Die vergangenen Wochen waren für Christoph Gröner turbulent. In einem Schreiben an die Bundestagspräsidentin forderte Transparency International Mitte Mai die Überprüfung mehrerer Spenden von Gröner an die Berliner CDU. Insgesamt 820.000 Euro hat der Immobilienentwickler 2020 an den Wahlsieger der jüngsten Abgeordnetenhauswahlen gespendet und dies zumindest in öffentlichen Interviews von Bedingungen abhängig gemacht. "Ich habe der CDU drei Bedingungen gesetzt", sagte Gröner 2021 gegenüber dem "Deutschlandfunk". Eine der im Interview von ihm genannten Voraussetzungen war, dass die Berliner CDU den damals noch geltenden Mietendeckel reformiere. Dies "betrifft direkt Herrn Gröners privatwirtschaftliche Tätigkeit als Immobilienunternehmer" schreibt Transparency International und hegt den Verdacht von "Korruption und sachwidriger Einflussnahme auf die Parteiarbeit".

Gröner bestreitet, mit der Spende eine konkrete Gegenleistung erwartet zu haben. "Ich habe mit den Spenden niemals eine Bitte oder eine Forderung gestellt", sagte er vor knapp einem Monat im Interview mit dem "Tagesspiegel". Wenn doch, sei das "im Affekt" geschehen. Die Bundestagsverwaltung prüft die Spende derzeit. Zur Dauer dieses Prüfverfahrens lägen aber "keine verallgemeinerungsfähigen Erfahrungen vor", hieß es auf Nachfrage von Transparency International.

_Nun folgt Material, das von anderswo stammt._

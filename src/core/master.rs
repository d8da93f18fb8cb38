//! # Master loop: owns the pool and routes every worker exit.
//!
//! All master state (worker registry, reload session, shutdown flag) lives in
//! [`Master`] and is touched only from [`Master::run`], a single task. Inputs arrive
//! on three channels, polled in this order so an exit is always handled before a
//! timer for the same worker:
//!
//! ```text
//!   ProcessBackend watchers ── ExitNotice ──┐
//!   Timers (kill / alive)  ── TimerFired ──┼──► Master::run ──► Bus (events)
//!   MasterHandle / signals ── Control   ──┘        │
//!                                                  └──► ProcessBackend (fork / disconnect / destroy)
//! ```
//!
//! ## Exit routing (`on_exit`)
//! ```text
//! Steady    ──► respawn one worker (unless shutting down)
//! Draining  ──► spawn replacement in Probation, arm alive check, advance session
//! Probation ──► abort the reload session, top off
//! Stopping  ──► nothing
//! ```
//!
//! ## Graceful kill protocol (`kill`)
//! arm a kill timer for `timeout`, then ask the backend to disconnect. An exit
//! observed first drops the worker (and with it the timer); a timer that fires
//! first destroys the worker.
//!
//! ## Shutdown (`drain`)
//! stop respawning, drop any reload session, gracefully kill every worker, wait up
//! to `grace` for the registry to empty. Workers still registered after `grace`
//! are destroyed.

use tokio::sync::mpsc;

use super::admission::ReloadAdmission;
use super::config::Settings;
use super::handle::Control;
use super::registry::{WorkerProcess, WorkerRegistry, WorkerState};
use super::reload::{Action, ReloadOutcome, ReloadSession};
use super::timers::{TimerFired, TimerKind, Timers};
use crate::backend::{ExitNotice, ExitSender, ProcessBackend, WorkerId};
use crate::error::{ReloadError, RuntimeError};
use crate::events::{Bus, Event, EventKind};

/// Receiving ends consumed by [`Master::run`].
pub(crate) struct Inbox {
    exits: mpsc::UnboundedReceiver<ExitNotice>,
    timers: mpsc::UnboundedReceiver<TimerFired>,
    control: mpsc::Receiver<Control>,
}

pub(crate) struct Master {
    backend: Box<dyn ProcessBackend>,
    settings: Settings,
    bus: Bus,
    registry: WorkerRegistry,
    timers: Timers,
    exits_tx: ExitSender,
    session: Option<ReloadSession>,
    pending_reload: bool,
    shutting_down: bool,
}

impl Master {
    pub fn new(
        backend: Box<dyn ProcessBackend>,
        settings: Settings,
        bus: Bus,
        control: mpsc::Receiver<Control>,
    ) -> (Self, Inbox) {
        let (exits_tx, exits) = mpsc::unbounded_channel();
        let (timers, timer_rx) = Timers::new();

        let master = Self {
            backend,
            settings,
            bus,
            registry: WorkerRegistry::new(),
            timers,
            exits_tx,
            session: None,
            pending_reload: false,
            shutting_down: false,
        };
        let inbox = Inbox {
            exits,
            timers: timer_rx,
            control,
        };
        (master, inbox)
    }

    /// Starts the pool and serves until shutdown is requested or a spawn fails.
    ///
    /// The pool is drained in both cases; a spawn failure takes precedence over
    /// a drain timeout in the returned error.
    pub async fn run(mut self, inbox: Inbox) -> Result<(), RuntimeError> {
        let Inbox {
            mut exits,
            mut timers,
            mut control,
        } = inbox;

        let served = self.serve(&mut exits, &mut timers, &mut control).await;
        let drained = self.drain(&mut exits, &mut timers).await;
        served.and(drained)
    }

    async fn serve(
        &mut self,
        exits: &mut mpsc::UnboundedReceiver<ExitNotice>,
        timers: &mut mpsc::UnboundedReceiver<TimerFired>,
        control: &mut mpsc::Receiver<Control>,
    ) -> Result<(), RuntimeError> {
        for _ in 0..self.settings.size() {
            self.spawn(WorkerState::Steady)?;
        }

        let mut control_open = true;
        loop {
            tokio::select! {
                biased;
                Some(notice) = exits.recv() => self.on_exit(notice)?,
                Some(fired) = timers.recv() => self.on_timer(fired)?,
                cmd = control.recv(), if control_open => match cmd {
                    Some(Control::Reload) => self.on_reload_trigger()?,
                    Some(Control::Shutdown) => return Ok(()),
                    None => control_open = false,
                },
                else => return Ok(()),
            }
        }
    }

    /// Single dispatch point for worker exits.
    fn on_exit(&mut self, notice: ExitNotice) -> Result<(), RuntimeError> {
        let Some(worker) = self.registry.remove(notice.worker) else {
            return Ok(());
        };
        self.backend.release(notice.worker);

        self.bus.publish(
            Event::new(EventKind::WorkerExited)
                .with_exit(&notice)
                .with_pid(worker.pid)
                .with_reason(worker.state.as_label()),
        );

        match worker.state {
            WorkerState::Steady => {
                if !self.shutting_down {
                    self.spawn(WorkerState::Steady)?;
                }
            }
            WorkerState::Draining => self.replace_drained(notice.worker)?,
            WorkerState::Probation => {
                let outcome = self.session.as_mut().and_then(|s| {
                    s.replacement_died(notice.worker, notice.code, notice.signal)
                });
                if let Some(outcome) = outcome {
                    self.finish_session(outcome)?;
                }
            }
            WorkerState::Stopping => {}
        }
        Ok(())
    }

    fn on_timer(&mut self, fired: TimerFired) -> Result<(), RuntimeError> {
        let Some(worker) = self.registry.get_mut(fired.worker) else {
            return Ok(());
        };

        match fired.kind {
            TimerKind::Kill => {
                if worker.kill_timer.take().is_none() {
                    return Ok(());
                }
                let mut ev = Event::new(EventKind::KillTimeoutHit)
                    .with_worker(fired.worker)
                    .with_pid(worker.pid)
                    .with_timeout(self.settings.timeout());
                if let Err(e) = self.backend.destroy(fired.worker) {
                    ev = ev.with_reason(e.to_string());
                }
                self.bus.publish(ev);
                Ok(())
            }
            TimerKind::AliveCheck => {
                if worker.state != WorkerState::Probation || worker.alive_timer.take().is_none() {
                    return Ok(());
                }
                worker.state = WorkerState::Steady;
                self.bus.publish(
                    Event::new(EventKind::WorkerPromoted)
                        .with_worker(fired.worker)
                        .with_pid(worker.pid),
                );

                let promoted = self
                    .session
                    .as_mut()
                    .is_some_and(|s| s.promoted(fired.worker));
                if promoted {
                    self.advance_session()?;
                }
                Ok(())
            }
        }
    }

    fn on_reload_trigger(&mut self) -> Result<(), RuntimeError> {
        self.bus.publish(Event::new(EventKind::ReloadRequested));

        if self.session.is_some() {
            match self.settings.admission() {
                ReloadAdmission::DropIfRunning => {
                    self.bus.publish(Event::new(EventKind::ReloadSkipped));
                }
                ReloadAdmission::Queue => {
                    self.pending_reload = true;
                    self.bus.publish(Event::new(EventKind::ReloadQueued));
                }
            }
            return Ok(());
        }
        self.start_session()
    }

    fn start_session(&mut self) -> Result<(), RuntimeError> {
        let snapshot = self.registry.steady_ids();
        self.bus
            .publish(Event::new(EventKind::ReloadStarted).with_count(snapshot.len()));
        self.session = Some(ReloadSession::new(snapshot));
        self.advance_session()
    }

    fn advance_session(&mut self) -> Result<(), RuntimeError> {
        let Some(session) = self.session.as_mut() else {
            return Ok(());
        };
        let registry = &self.registry;

        match session.advance(|w| registry.is_steady(w)) {
            Action::Drain { worker, position } => {
                self.bus.publish(
                    Event::new(EventKind::ReloadStep)
                        .with_worker(worker)
                        .with_count(position),
                );
                if let Some(w) = self.registry.get_mut(worker) {
                    w.state = WorkerState::Draining;
                }
                self.kill(worker);
                Ok(())
            }
            Action::Finish(outcome) => self.finish_session(outcome),
        }
    }

    fn replace_drained(&mut self, old: WorkerId) -> Result<(), RuntimeError> {
        let replacement = self.spawn(WorkerState::Probation)?;
        let guard = self
            .timers
            .arm(replacement, TimerKind::AliveCheck, self.settings.timeout());
        if let Some(w) = self.registry.get_mut(replacement) {
            w.alive_timer = Some(guard);
        }
        if let Some(session) = self.session.as_mut() {
            session.drained(old, replacement);
        }
        Ok(())
    }

    fn finish_session(&mut self, outcome: ReloadOutcome) -> Result<(), RuntimeError> {
        self.session = None;

        match outcome {
            ReloadOutcome::Completed { processed } => {
                self.bus
                    .publish(Event::new(EventKind::ReloadCompleted).with_count(processed));
            }
            ReloadOutcome::Aborted { processed, error } => {
                let mut ev = Event::new(EventKind::ReloadAborted)
                    .with_count(processed)
                    .with_reason(error.to_string());
                let ReloadError::ReplacementDied { worker, .. } = &error;
                ev = ev.with_worker(*worker);
                self.bus.publish(ev);
            }
        }

        self.top_off()?;
        if std::mem::take(&mut self.pending_reload) {
            self.start_session()?;
        }
        Ok(())
    }

    /// Spawns fresh workers until the pool is back at its desired size.
    fn top_off(&mut self) -> Result<(), RuntimeError> {
        let missing = self.settings.size().saturating_sub(self.registry.len());
        self.bus
            .publish(Event::new(EventKind::TopOff).with_count(missing));
        for _ in 0..missing {
            self.spawn(WorkerState::Steady)?;
        }
        Ok(())
    }

    /// Starts the graceful kill protocol on a registered worker.
    fn kill(&mut self, worker: WorkerId) {
        if self.registry.state(worker).is_none() {
            return;
        }
        let timeout = self.settings.timeout();
        let guard = self.timers.arm(worker, TimerKind::Kill, timeout);
        let Some(w) = self.registry.get_mut(worker) else {
            return;
        };
        w.kill_timer = Some(guard);

        let mut ev = Event::new(EventKind::StopRequested)
            .with_worker(worker)
            .with_pid(w.pid)
            .with_timeout(timeout);
        if let Err(e) = self.backend.disconnect(worker) {
            ev = ev.with_reason(e.to_string());
        }
        self.bus.publish(ev);
    }

    fn spawn(&mut self, state: WorkerState) -> Result<WorkerId, RuntimeError> {
        let id = self.registry.next_id();
        match self.backend.fork(id, self.exits_tx.clone()) {
            Ok(pid) => {
                self.registry.insert(WorkerProcess::new(id, pid, state));
                self.bus.publish(
                    Event::new(EventKind::WorkerSpawned)
                        .with_worker(id)
                        .with_pid(pid),
                );
                Ok(id)
            }
            Err(source) => {
                self.bus.publish(
                    Event::new(EventKind::SpawnFailed)
                        .with_worker(id)
                        .with_reason(source.to_string()),
                );
                Err(RuntimeError::Spawn { source })
            }
        }
    }

    async fn drain(
        &mut self,
        exits: &mut mpsc::UnboundedReceiver<ExitNotice>,
        timers: &mut mpsc::UnboundedReceiver<TimerFired>,
    ) -> Result<(), RuntimeError> {
        self.shutting_down = true;
        self.session = None;
        self.pending_reload = false;
        self.bus.publish(Event::new(EventKind::ShutdownRequested));

        for id in self.registry.ids() {
            let Some(w) = self.registry.get_mut(id) else {
                continue;
            };
            w.state = WorkerState::Stopping;
            w.alive_timer = None;
            if w.kill_timer.is_none() {
                self.kill(id);
            }
        }

        let grace = self.settings.grace();
        match tokio::time::timeout(grace, self.reap(exits, timers)).await {
            Ok(reaped) => {
                reaped?;
                self.bus.publish(Event::new(EventKind::AllStoppedWithin));
                Ok(())
            }
            Err(_elapsed) => {
                let stuck = self.registry.ids();
                self.bus.publish(
                    Event::new(EventKind::GraceExceeded)
                        .with_timeout(grace)
                        .with_count(stuck.len()),
                );
                for &id in &stuck {
                    if let Err(e) = self.backend.destroy(id) {
                        tracing::warn!(worker = %id, error = %e, "failed to destroy stuck worker");
                    }
                }
                Err(RuntimeError::GraceExceeded { grace, stuck })
            }
        }
    }

    async fn reap(
        &mut self,
        exits: &mut mpsc::UnboundedReceiver<ExitNotice>,
        timers: &mut mpsc::UnboundedReceiver<TimerFired>,
    ) -> Result<(), RuntimeError> {
        while !self.registry.is_empty() {
            tokio::select! {
                biased;
                Some(notice) = exits.recv() => self.on_exit(notice)?,
                Some(fired) = timers.recv() => self.on_timer(fired)?,
                else => break,
            }
        }
        Ok(())
    }
}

Dazu verabschiedete sich die Gröner Group Mitte Mai von einem lange gehegten Ziel, dem Börsengang. Der geschieht nun nicht, und die Firma trennte sich von ihrem Finanzvorstand. "Tatsächlich lassen es die aktuellen Marktgegebenheiten nicht zu, dieses Ziel gegenwärtig umzusetzen", sagte Gröner zu der "Verschlankung" des Vorstands. Neben ihm ist dort nur noch der einstige Kanzleramtsminister und Bahnvorstand Ronald Pofalla (CDU) vertreten. Den fünfköpfigen Beirat der Firmengruppe schmücken mit Ex-Ministerpräsident und Ex-EU-Kommissar Günther Oettinger (CDU) sowie Ex-Bahnchef Rüdiger Grube weitere einflussreiche Lobbyisten.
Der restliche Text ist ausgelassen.